Constructing the Models

I was primarily interested in evaluating unemployment, since it was an indicator present nationally and state-by-state. I wanted to play these measures off one another, creating one model with local data and one model with national data.

The other inputs into the model were GDP growth and party incumbency. Since neither of these varied between the two models, I only included them to account for larger, national shocks and which party was in power.

The output variable for all of the models is Republican two-party popular vote share. This is the national total for the national models, and the local models correspond to the state-by-state levels. Since both of these variables have the same range (0 to 100), it should be fairly easy to interpret between the specifications.

Evaluating the Models

These two models are (1) and (3) in the table below. Models (2) and (4) are the results of those models without data from 2016.
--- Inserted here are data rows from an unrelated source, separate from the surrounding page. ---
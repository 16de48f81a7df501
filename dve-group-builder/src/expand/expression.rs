//! Integer expressions for `expr:` bindings
//!
//! Grammar (usual precedence, left associative):
//!
//! ```text
//! expr   := term (('+' | '-') term)*
//! term   := unary (('*' | '/' | '%') unary)*
//! unary  := '-' unary | atom
//! atom   := integer | identifier | '(' expr ')'
//! ```
//!
//! Identifiers are looked up at evaluation time and must hold integer text.

/// Deepest allowed nesting of parentheses and unary minus
pub const MAX_NESTING: usize = 64;

#[derive(Debug, Clone, PartialEq, Eq)]
pub enum Expr {
    Number(i64),
    Variable(String),
    Negate(Box<Expr>),
    Binary(Box<Expr>, BinaryOp, Box<Expr>),
}

#[derive(Debug, Clone, Copy, PartialEq, Eq)]
pub enum BinaryOp {
    Add,
    Sub,
    Mul,
    Div,
    Rem,
}

#[derive(Debug, Clone, PartialEq, Eq)]
enum Token {
    Number(i64),
    Ident(String),
    Op(char),
    LParen,
    RParen,
}

fn tokenize(src: &str) -> Result<Vec<Token>, String> {
    let mut tokens = Vec::new();
    let mut chars = src.char_indices().peekable();

    while let Some(&(start, c)) = chars.peek() {
        if c.is_whitespace() {
            chars.next();
        } else if c.is_ascii_digit() {
            let mut end = start;
            while let Some(&(idx, d)) = chars.peek() {
                if !d.is_ascii_digit() {
                    break;
                }
                end = idx + d.len_utf8();
                chars.next();
            }
            let value = src[start..end]
                .parse()
                .map_err(|_| format!("number '{}' is out of range", &src[start..end]))?;
            tokens.push(Token::Number(value));
        } else if c.is_ascii_alphabetic() || c == '_' {
            let mut end = start;
            while let Some(&(idx, d)) = chars.peek() {
                if !(d.is_ascii_alphanumeric() || d == '_') {
                    break;
                }
                end = idx + d.len_utf8();
                chars.next();
            }
            tokens.push(Token::Ident(src[start..end].to_string()));
        } else {
            chars.next();
            tokens.push(match c {
                '+' | '-' | '*' | '/' | '%' => Token::Op(c),
                '(' => Token::LParen,
                ')' => Token::RParen,
                other => return Err(format!("unexpected character '{}'", other)),
            });
        }
    }

    Ok(tokens)
}

struct Parser {
    tokens: Vec<Token>,
    pos: usize,
    depth: usize,
}

impl Parser {
    fn peek(&self) -> Option<&Token> {
        self.tokens.get(self.pos)
    }

    fn next(&mut self) -> Option<Token> {
        let token = self.tokens.get(self.pos).cloned();
        self.pos += 1;
        token
    }

    /// Run `f` one nesting level deeper
    fn nested<F>(&mut self, f: F) -> Result<Expr, String>
    where
        F: FnOnce(&mut Self) -> Result<Expr, String>,
    {
        if self.depth >= MAX_NESTING {
            return Err(format!("nesting deeper than {} levels", MAX_NESTING));
        }
        self.depth += 1;
        let result = f(self);
        self.depth -= 1;
        result
    }

    fn expr(&mut self) -> Result<Expr, String> {
        let mut lhs = self.term()?;
        while let Some(Token::Op(op @ ('+' | '-'))) = self.peek() {
            let op = if *op == '+' { BinaryOp::Add } else { BinaryOp::Sub };
            self.pos += 1;
            let rhs = self.term()?;
            lhs = Expr::Binary(Box::new(lhs), op, Box::new(rhs));
        }
        Ok(lhs)
    }

    fn term(&mut self) -> Result<Expr, String> {
        let mut lhs = self.unary()?;
        while let Some(Token::Op(op @ ('*' | '/' | '%'))) = self.peek() {
            let op = match op {
                '*' => BinaryOp::Mul,
                '/' => BinaryOp::Div,
                _ => BinaryOp::Rem,
            };
            self.pos += 1;
            let rhs = self.unary()?;
            lhs = Expr::Binary(Box::new(lhs), op, Box::new(rhs));
        }
        Ok(lhs)
    }

    fn unary(&mut self) -> Result<Expr, String> {
        if let Some(Token::Op('-')) = self.peek() {
            self.pos += 1;
            let inner = self.nested(Self::unary)?;
            return Ok(Expr::Negate(Box::new(inner)));
        }
        self.atom()
    }

    fn atom(&mut self) -> Result<Expr, String> {
        match self.next() {
            Some(Token::Number(n)) => Ok(Expr::Number(n)),
            Some(Token::Ident(name)) => Ok(Expr::Variable(name)),
            Some(Token::LParen) => {
                let inner = self.nested(Self::expr)?;
                match self.next() {
                    Some(Token::RParen) => Ok(inner),
                    _ => Err("missing closing ')'".to_string()),
                }
            }
            Some(token) => Err(format!("unexpected {:?}", token)),
            None => Err("unexpected end of expression".to_string()),
        }
    }
}

/// Parse expression text
pub fn parse(src: &str) -> Result<Expr, String> {
    let mut parser = Parser {
        tokens: tokenize(src)?,
        pos: 0,
        depth: 0,
    };
    let expr = parser.expr()?;
    if let Some(token) = parser.peek() {
        return Err(format!("unexpected trailing {:?}", token));
    }
    Ok(expr)
}

impl Expr {
    /// Evaluate with checked arithmetic; `lookup` resolves variable names to text
    pub fn eval<F>(&self, lookup: &mut F) -> Result<i64, String>
    where
        F: FnMut(&str) -> Option<String>,
    {
        match self {
            Expr::Number(n) => Ok(*n),
            Expr::Variable(name) => {
                let text = lookup(name.as_str()).ok_or_else(|| format!("unknown variable '{}'", name))?;
                text.trim()
                    .parse()
                    .map_err(|_| format!("variable '{}' is not an integer ('{}')", name, text))
            }
            Expr::Negate(inner) => inner
                .eval(lookup)?
                .checked_neg()
                .ok_or_else(|| "integer overflow".to_string()),
            Expr::Binary(lhs, op, rhs) => {
                let a = lhs.eval(lookup)?;
                let b = rhs.eval(lookup)?;
                let result = match op {
                    BinaryOp::Add => a.checked_add(b),
                    BinaryOp::Sub => a.checked_sub(b),
                    BinaryOp::Mul => a.checked_mul(b),
                    BinaryOp::Div | BinaryOp::Rem if b == 0 => {
                        return Err("division by zero".to_string())
                    }
                    BinaryOp::Div => a.checked_div(b),
                    BinaryOp::Rem => a.checked_rem(b),
                };
                result.ok_or_else(|| "integer overflow".to_string())
            }
        }
    }
}
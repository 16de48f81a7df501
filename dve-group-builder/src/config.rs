//! Configuration loading and parsing
//!
//! The YAML file is deserialized in two steps: serde structs (with
//! `deny_unknown_fields`) cover the fixed parts of the schema, then the group tree is
//! converted into the validated [`layout`](crate::layout) model. Unknown keys are
//! rejected everywhere - DVE gives poor diagnostics for malformed generated commands,
//! so the configuration has to fail first.

use crate::layout::{self, GroupNode};
use crate::types::{ConfigError, Radix};
use serde::Deserialize;
use std::fs;
use std::path::Path;

/// Radices DVE accepts when `settings.allowed_radices` is not given
pub const DEFAULT_RADICES: &[&str] = &["decimal", "binary", "hex", "oct", "ascii"];

/// A fully loaded and validated configuration
#[derive(Debug, Clone)]
pub struct WaveConfig {
    pub settings: Settings,
    pub defaults: Defaults,
    /// Configuration variables in declaration order (still unexpanded)
    pub vars: Vec<(String, String)>,
    /// Group tree, validated but not expanded
    pub groups: Vec<GroupNode>,
}

/// `settings:` section
#[derive(Debug, Clone)]
pub struct Settings {
    /// Wave view the groups are added to (DVE's default is `Wave.1`)
    pub wave_name: String,
    /// First `_session_group_<id>` number to assign
    pub starting_id: u32,
    pub allowed_radices: Vec<String>,
}

/// `defaults:` section
#[derive(Debug, Clone)]
pub struct Defaults {
    pub collapse: bool,
    pub divider_name: String,
    /// Radix used by signals with no radix-bearing ancestor
    pub radix: Radix,
}

#[derive(Debug, Deserialize)]
#[serde(deny_unknown_fields)]
struct RawConfig {
    settings: RawSettings,
    #[serde(default)]
    defaults: RawDefaults,
    /// Older configurations name this section `env:`
    #[serde(default, alias = "env")]
    vars: serde_yaml::Mapping,
    groups: Vec<GroupConfig>,
}

#[derive(Debug, Deserialize)]
#[serde(deny_unknown_fields)]
struct RawSettings {
    wave_name: String,
    #[serde(default = "default_starting_id")]
    starting_id: u32,
    allowed_radices: Option<Vec<String>>,
}

fn default_starting_id() -> u32 {
    1
}

#[derive(Debug, Default, Deserialize)]
#[serde(deny_unknown_fields)]
struct RawDefaults {
    collapse: Option<bool>,
    divider_name: Option<String>,
    radix: Option<String>,
}

/// One entry of `groups:` or `subgroups:`
///
/// `children` stay raw YAML mappings: a child is classified by the keys it carries
/// (`path`, `divider` or `base`), which serde's untagged enums report poorly.
#[derive(Debug, Clone, Deserialize)]
#[serde(deny_unknown_fields)]
pub struct GroupConfig {
    pub name: String,
    #[serde(default)]
    pub base: String,
    pub radix: Option<String>,
    pub collapse: Option<bool>,
    #[serde(default)]
    pub iterators: serde_yaml::Mapping,
    #[serde(default)]
    pub expr: serde_yaml::Mapping,
    #[serde(default)]
    pub children: Vec<serde_yaml::Mapping>,
    #[serde(default)]
    pub subgroups: Vec<GroupConfig>,
}

/// Load configuration from a YAML file
pub fn load_config(path: &Path) -> Result<WaveConfig, ConfigError> {
    log::info!("Loading configuration from: {:?}", path);

    let content = fs::read_to_string(path).map_err(|source| ConfigError::Read {
        path: path.to_path_buf(),
        source,
    })?;

    let config = parse_config(&content)?;

    log::debug!(
        "Configuration loaded: {} top-level groups, {} variables",
        config.groups.len(),
        config.vars.len()
    );
    Ok(config)
}

/// Parse and validate configuration text
pub fn parse_config(content: &str) -> Result<WaveConfig, ConfigError> {
    let raw: RawConfig = serde_yaml::from_str(content)?;

    let allowed_radices = match raw.settings.allowed_radices {
        Some(list) if list.is_empty() => {
            return Err(ConfigError::InvalidField {
                field: "allowed_radices".to_string(),
                location: "settings".to_string(),
                reason: "list must not be empty".to_string(),
            })
        }
        Some(list) => list,
        None => DEFAULT_RADICES.iter().map(|r| r.to_string()).collect(),
    };

    let settings = Settings {
        wave_name: raw.settings.wave_name,
        starting_id: raw.settings.starting_id,
        allowed_radices,
    };

    let fallback = raw.defaults.radix.unwrap_or_else(|| "hex".to_string());
    let defaults = Defaults {
        collapse: raw.defaults.collapse.unwrap_or(true),
        divider_name: raw
            .defaults
            .divider_name
            .unwrap_or_else(|| "Divider".to_string()),
        radix: check_radix(&fallback, &settings.allowed_radices, "defaults.radix")?,
    };

    let vars = raw
        .vars
        .iter()
        .map(|(key, value)| {
            let name = layout::scalar_to_string(key).ok_or_else(|| ConfigError::InvalidField {
                field: format!("{:?}", key),
                location: "vars".to_string(),
                reason: "variable names must be strings".to_string(),
            })?;
            let value = layout::scalar_to_string(value).ok_or_else(|| ConfigError::InvalidField {
                field: name.clone(),
                location: "vars".to_string(),
                reason: "variable values must be strings or numbers".to_string(),
            })?;
            Ok((name, value))
        })
        .collect::<Result<Vec<_>, ConfigError>>()?;

    let groups = raw
        .groups
        .iter()
        .enumerate()
        .map(|(idx, group)| {
            layout::build_group(group, &format!("groups[{}]", idx), &settings, &defaults)
        })
        .collect::<Result<Vec<_>, ConfigError>>()?;

    Ok(WaveConfig {
        settings,
        defaults,
        vars,
        groups,
    })
}

/// Validate a radix name against the allowed list
pub(crate) fn check_radix(
    radix: &str,
    allowed: &[String],
    location: &str,
) -> Result<Radix, ConfigError> {
    if allowed.iter().any(|a| a == radix) {
        Ok(Radix::new(radix))
    } else {
        Err(ConfigError::InvalidRadix {
            radix: radix.to_string(),
            location: location.to_string(),
            allowed: allowed.join(", "),
        })
    }
}

#[cfg(test)]
mod tests {
    use super::*;

    #[test]
    fn test_config_deserialization() {
        let yaml = r#"
settings:
  wave_name: Wave.1
groups:
  - name: Core
    base: top.core.
    children:
      - path: valid
"#;

        let config = parse_config(yaml).unwrap();
        assert_eq!(config.settings.wave_name, "Wave.1");
        assert_eq!(config.settings.starting_id, 1);
        assert_eq!(config.settings.allowed_radices.len(), DEFAULT_RADICES.len());
        assert!(config.defaults.collapse);
        assert_eq!(config.defaults.divider_name, "Divider");
        assert_eq!(config.defaults.radix.as_str(), "hex");
        assert_eq!(config.groups.len(), 1);
    }

    #[test]
    fn test_unknown_top_level_key_rejected() {
        let yaml = r#"
settings:
  wave_name: Wave.1
signals: []
groups: []
"#;
        let err = parse_config(yaml).unwrap_err();
        assert!(matches!(err, ConfigError::Parse(_)));
        assert!(err.to_string().contains("unknown field `signals`"));
    }

    #[test]
    fn test_unknown_group_key_rejected() {
        let yaml = r#"
settings:
  wave_name: Wave.1
groups:
  - name: Core
    colapse: false
"#;
        let err = parse_config(yaml).unwrap_err();
        assert!(err.to_string().contains("colapse"));
    }

    #[test]
    fn test_missing_wave_name() {
        let yaml = r#"
settings:
  starting_id: 4
groups: []
"#;
        let err = parse_config(yaml).unwrap_err();
        assert!(err.to_string().contains("wave_name"));
    }

    #[test]
    fn test_fallback_radix_must_be_allowed() {
        let yaml = r#"
settings:
  wave_name: Wave.1
  allowed_radices: [binary, hex]
defaults:
  radix: decimal
groups: []
"#;
        let err = parse_config(yaml).unwrap_err();
        match err {
            ConfigError::InvalidRadix { radix, location, .. } => {
                assert_eq!(radix, "decimal");
                assert_eq!(location, "defaults.radix");
            }
            other => panic!("unexpected error: {other}"),
        }
    }

    #[test]
    fn test_vars_keep_declaration_order() {
        let yaml = r#"
settings:
  wave_name: Wave.1
vars:
  zeta: top
  alpha: 3
groups: []
"#;
        let config = parse_config(yaml).unwrap();
        assert_eq!(
            config.vars,
            vec![
                ("zeta".to_string(), "top".to_string()),
                ("alpha".to_string(), "3".to_string()),
            ]
        );
    }

    #[test]
    fn test_env_section_accepted_as_vars() {
        let yaml = r#"
settings:
  wave_name: Wave.1
  starting_id: 5
  allowed_radices: [decimal, binary, hex]
defaults:
  collapse: false
  divider_name: "----"
env:
  core: top.core
  issue: "${core}.issue"
groups:
  - name: Issue
    base: "${issue}."
    children:
      - path: valid
        radix: binary
"#;
        let config = parse_config(yaml).unwrap();
        assert_eq!(
            config.vars,
            vec![
                ("core".to_string(), "top.core".to_string()),
                ("issue".to_string(), "${core}.issue".to_string()),
            ]
        );
        assert_eq!(config.settings.starting_id, 5);
    }
}
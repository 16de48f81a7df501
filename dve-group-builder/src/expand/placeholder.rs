//! `${name}` placeholder substitution
//!
//! A `$` that is not followed by `{` is literal text (signal paths may legitimately
//! contain it). Values are inserted verbatim and not rescanned.

use crate::layout::is_identifier;
use crate::types::ConfigError;
use once_cell::sync::Lazy;
use regex::Regex;

/// `${...}` with anything but a closing brace inside; the name is validated separately
static PLACEHOLDER_REGEX: Lazy<Regex> =
    Lazy::new(|| Regex::new(r"\$\{([^}]*)\}").expect("Valid regex pattern"));

/// Replace every `${name}` in `text` using `resolve`
///
/// `resolve` returns `Ok(None)` for an unknown name, which is reported as an
/// unresolved placeholder at `location`.
pub fn substitute<F>(text: &str, location: &str, resolve: &mut F) -> Result<String, ConfigError>
where
    F: FnMut(&str) -> Result<Option<String>, ConfigError>,
{
    let malformed = |reason: String| ConfigError::MalformedPlaceholder {
        text: text.to_string(),
        location: location.to_string(),
        reason,
    };

    let mut out = String::with_capacity(text.len());
    let mut last = 0;

    for caps in PLACEHOLDER_REGEX.captures_iter(text) {
        let (Some(whole), Some(name)) = (caps.get(0), caps.get(1)) else {
            continue;
        };
        let name = name.as_str();
        if !is_identifier(name) {
            return Err(malformed(format!("'{}' is not a valid placeholder name", name)));
        }

        out.push_str(&text[last..whole.start()]);
        match resolve(name)? {
            Some(value) => out.push_str(&value),
            None => {
                return Err(ConfigError::UnresolvedPlaceholder {
                    name: name.to_string(),
                    text: text.to_string(),
                    location: location.to_string(),
                })
            }
        }
        last = whole.end();
    }

    // Any `${` left after the last match has no closing brace
    let rest = &text[last..];
    if rest.contains("${") {
        return Err(malformed("missing closing '}'".to_string()));
    }
    out.push_str(rest);
    Ok(out)
}
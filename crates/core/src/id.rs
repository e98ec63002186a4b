//! Strongly-typed job identifier.

use core::str::FromStr;
use serde::{Deserialize, Serialize};

use crate::error::DomainError;

/// Identifier of a job, assigned by the repository at creation.
///
/// On the wire (broker messages) a job id is its decimal representation,
/// e.g. `"42"`. Only positive values are valid.
#[derive(Debug, Copy, Clone, PartialEq, Eq, PartialOrd, Ord, Hash, Serialize, Deserialize)]
#[serde(transparent)]
pub struct JobId(i64);

impl JobId {
    /// Wrap a raw identifier, rejecting non-positive values.
    pub fn new(raw: i64) -> Result<Self, DomainError> {
        if raw <= 0 {
            return Err(DomainError::invalid_id(format!("JobId must be positive, got {raw}")));
        }
        Ok(Self(raw))
    }

    pub fn get(&self) -> i64 {
        self.0
    }

    /// Lock-store key guarding exclusive processing of this job.
    pub fn lock_key(&self) -> String {
        format!("job:lock:{}", self.0)
    }

    /// Decode a broker payload (decimal string bytes).
    pub fn from_bytes(bytes: &[u8]) -> Result<Self, DomainError> {
        let s = core::str::from_utf8(bytes)
            .map_err(|e| DomainError::invalid_id(format!("JobId: payload is not utf-8: {e}")))?;
        s.parse()
    }

    /// Encode as a broker payload.
    pub fn to_bytes(&self) -> Vec<u8> {
        self.0.to_string().into_bytes()
    }
}

impl core::fmt::Display for JobId {
    fn fmt(&self, f: &mut core::fmt::Formatter<'_>) -> core::fmt::Result {
        core::fmt::Display::fmt(&self.0, f)
    }
}

impl From<JobId> for i64 {
    fn from(value: JobId) -> Self {
        value.0
    }
}

impl TryFrom<i64> for JobId {
    type Error = DomainError;

    fn try_from(value: i64) -> Result<Self, Self::Error> {
        Self::new(value)
    }
}

impl FromStr for JobId {
    type Err = DomainError;

    fn from_str(s: &str) -> Result<Self, Self::Err> {
        // Strict decimal: no sign, no whitespace.
        if s.is_empty() || !s.bytes().all(|b| b.is_ascii_digit()) {
            return Err(DomainError::invalid_id(format!("JobId: not a decimal id: {s:?}")));
        }
        let raw = s
            .parse::<i64>()
            .map_err(|e| DomainError::invalid_id(format!("JobId: {e}")))?;
        Self::new(raw)
    }
}

#[cfg(test)]
mod tests {
    use super::*;
    use proptest::prelude::*;

    #[test]
    fn parses_decimal_ids() {
        assert_eq!("42".parse::<JobId>().unwrap().get(), 42);
        assert_eq!(JobId::from_bytes(b"7").unwrap().get(), 7);
    }

    #[test]
    fn rejects_malformed_payloads() {
        for bad in ["", "abc", "-3", "0", " 4", "4 ", "1.5", "99999999999999999999"] {
            assert!(bad.parse::<JobId>().is_err(), "{bad:?} should be rejected");
        }
        assert!(JobId::from_bytes(&[0xff, 0xfe]).is_err());
    }

    #[test]
    fn lock_key_is_namespaced() {
        assert_eq!(JobId::new(12).unwrap().lock_key(), "job:lock:12");
    }

    proptest! {
        #[test]
        fn wire_encoding_is_reversible(raw in 1i64..i64::MAX) {
            let id = JobId::new(raw).unwrap();
            prop_assert_eq!(JobId::from_bytes(&id.to_bytes()).unwrap(), id);
        }
    }
}
//! Retry/requeue scheduling for failed attempts.
//!
//! A failed attempt either goes back to `pending` with `retries + 1` and is
//! republished after `2^(retries + 1)` seconds, or is dead-lettered once the
//! retry budget is spent. The retry count is persisted before the requeue is
//! scheduled.
//!
//! Requeues are fire-and-forget timers tracked by a `TaskTracker`. On
//! shutdown, pending timers are abandoned with a warning; the job stays
//! `pending` with its incremented count and is picked up again by a later
//! enqueue or by the polling consumer.

use std::sync::Arc;
use std::time::Duration;

use async_trait::async_trait;
use tokio_util::sync::CancellationToken;
use tokio_util::task::TaskTracker;
use tracing::{error, info, warn};

use relay_broker::{Broker, BrokerError};
use relay_core::{Job, JobId, JobStatus, NewJobLog, RetryDecision};
use relay_infra::{JobRepository, RepositoryError};

use crate::executor::ExecutionError;

/// Where a retried job id is sent once its backoff elapses.
#[async_trait]
pub trait Requeue: Send + Sync {
    /// Called synchronously when a requeue is scheduled, before the timer
    /// starts.
    fn scheduled(&self, _job_id: JobId) {}

    async fn requeue(&self, job_id: JobId) -> Result<(), BrokerError>;
}

/// Republishes retried jobs to the broker (same encoding, same stream).
pub struct BrokerRequeue {
    broker: Arc<dyn Broker>,
}

impl BrokerRequeue {
    pub fn new(broker: Arc<dyn Broker>) -> Self {
        Self { broker }
    }
}

#[async_trait]
impl Requeue for BrokerRequeue {
    async fn requeue(&self, job_id: JobId) -> Result<(), BrokerError> {
        self.broker.publish(job_id).await
    }
}

pub struct RetryScheduler {
    repo: Arc<dyn JobRepository>,
    requeue: Arc<dyn Requeue>,
    tracker: TaskTracker,
    shutdown: CancellationToken,
}

impl RetryScheduler {
    pub fn new(
        repo: Arc<dyn JobRepository>,
        requeue: Arc<dyn Requeue>,
        shutdown: CancellationToken,
    ) -> Self {
        Self {
            repo,
            requeue,
            tracker: TaskTracker::new(),
            shutdown,
        }
    }

    /// Number of requeue timers still running.
    pub fn pending_requeues(&self) -> usize {
        self.tracker.len()
    }

    /// Stop accepting requeues and wait for the outstanding timers to finish
    /// (or be abandoned, once shutdown is signalled).
    pub async fn drain(&self) {
        self.tracker.close();
        self.tracker.wait().await;
    }

    /// Record a failed attempt and decide what happens next.
    ///
    /// Errors mean the job's status could not be persisted; nothing is
    /// requeued in that case.
    pub async fn handle_failure(
        &self,
        job: &Job,
        failure: &ExecutionError,
    ) -> Result<RetryDecision, RepositoryError> {
        let output = failure.output().unwrap_or_default();
        let attempt_log = NewJobLog::warn(job.id, format!("job attempt failed: {failure}"))
            .with_output(output.stdout, output.stderr, output.exit_code);
        if let Err(e) = self.repo.create_job_log(attempt_log).await {
            warn!(job_id = %job.id, error = %e, "failed to record failed attempt");
        }

        let decision = job.retry_decision();
        match decision {
            RetryDecision::Retry { attempt, backoff } => {
                self.repo
                    .update_job_status(job.id, JobStatus::Pending, attempt)
                    .await?;
                info!(
                    job_id = %job.id,
                    attempt,
                    max_retries = job.max_retries,
                    backoff_secs = backoff.as_secs(),
                    "job failed, retry scheduled"
                );
                self.schedule(job.id, backoff);
            }
            RetryDecision::DeadLetter => {
                let message = format!(
                    "job has reached max retries ({}), marking as dead",
                    job.max_retries
                );
                error!(job_id = %job.id, retries = job.retries, error = %failure, "{}", message);
                if let Err(e) = self.repo.create_job_log(NewJobLog::error(job.id, message)).await {
                    warn!(job_id = %job.id, error = %e, "failed to record dead-letter log");
                }
                self.repo
                    .update_job_status(job.id, JobStatus::Dead, job.retries)
                    .await?;
            }
        }

        Ok(decision)
    }

    /// Republish `job_id` after `backoff`, unless shutdown comes first.
    pub fn schedule(&self, job_id: JobId, backoff: Duration) {
        self.requeue.scheduled(job_id);

        let requeue = self.requeue.clone();
        let shutdown = self.shutdown.clone();
        self.tracker.spawn(async move {
            tokio::select! {
                _ = shutdown.cancelled() => {
                    warn!(job_id = %job_id, "shutdown before retry requeue; job left pending");
                }
                _ = tokio::time::sleep(backoff) => match requeue.requeue(job_id).await {
                    Ok(()) => info!(job_id = %job_id, "job requeued for retry"),
                    Err(e) => error!(job_id = %job_id, error = %e, "failed to requeue job"),
                },
            }
        });
    }
}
Simple Unemployment Electoral Models

There are a few takeaways from the table:

First, national unemployment is more significant than local unemployment in these specifications. That said, national unemployment was no longer significant at the 0.1 level once taking 2016 data out in model (2).

Second, GDP growth matters, even after taking economic indicators into account.

Third, the national models explain much more of the variation than the local models. I focused on adjusted r-squared. This is because unlike normal r-squared, which always increases when the model has more parameters, adjusted r-squared “punishes” the model’s score if the additional paramters are not explanatory. This is probably the reason why the r-squared dips so low between the national and local models, even though both models are rather similar. Still, the national model’s adjusted r-squared of ~40% is a fairly good indicator for the simple model’s strength.

Finally, there is a large potential for overfitting in these models. An extension to this post would be to calculate these models with data going further back in time to see if the values change.

2016 Predictions vs Reality

As explained above, models (2) and (4) evaluated models (1) and (3) without data from 2016. This is the “leave-one-out” technique explained in section.

The local model yielded 51 distinct predictions for 2016 results (for the 50 states plus DC). In the visualization below, I graphed the predicted Republican vote shares versus the actual Republican vote shares. I also included a red reference line with a slope of 1. Values closer to this line are more accurate.

Evaluating the Local Unemployment Model

There are three takeaways from the graph:

(1) The model expected a very tight distribution of Republican two-party vote shares. This is because the only aspect of the model that varied between states was unemployment, which I would expect to be fairly uniform across the country.

(2) The errors do not appear to be correlated. This is a good sign for the local model’s health.

Overall, the local model underestimated Trump’s 2016 vote share by 2.26 percentage points. This is only slightly more than the national model’s underestimate of 2.21. I’m decently satisfied with this result, but the goal would be to reduce this error in future weeks by adding more/better parameters to the model.

A potential extension of these models would be to include lagged vote share, which would hopefully reduce the error and produce a wider distribution of predicted values within the local model.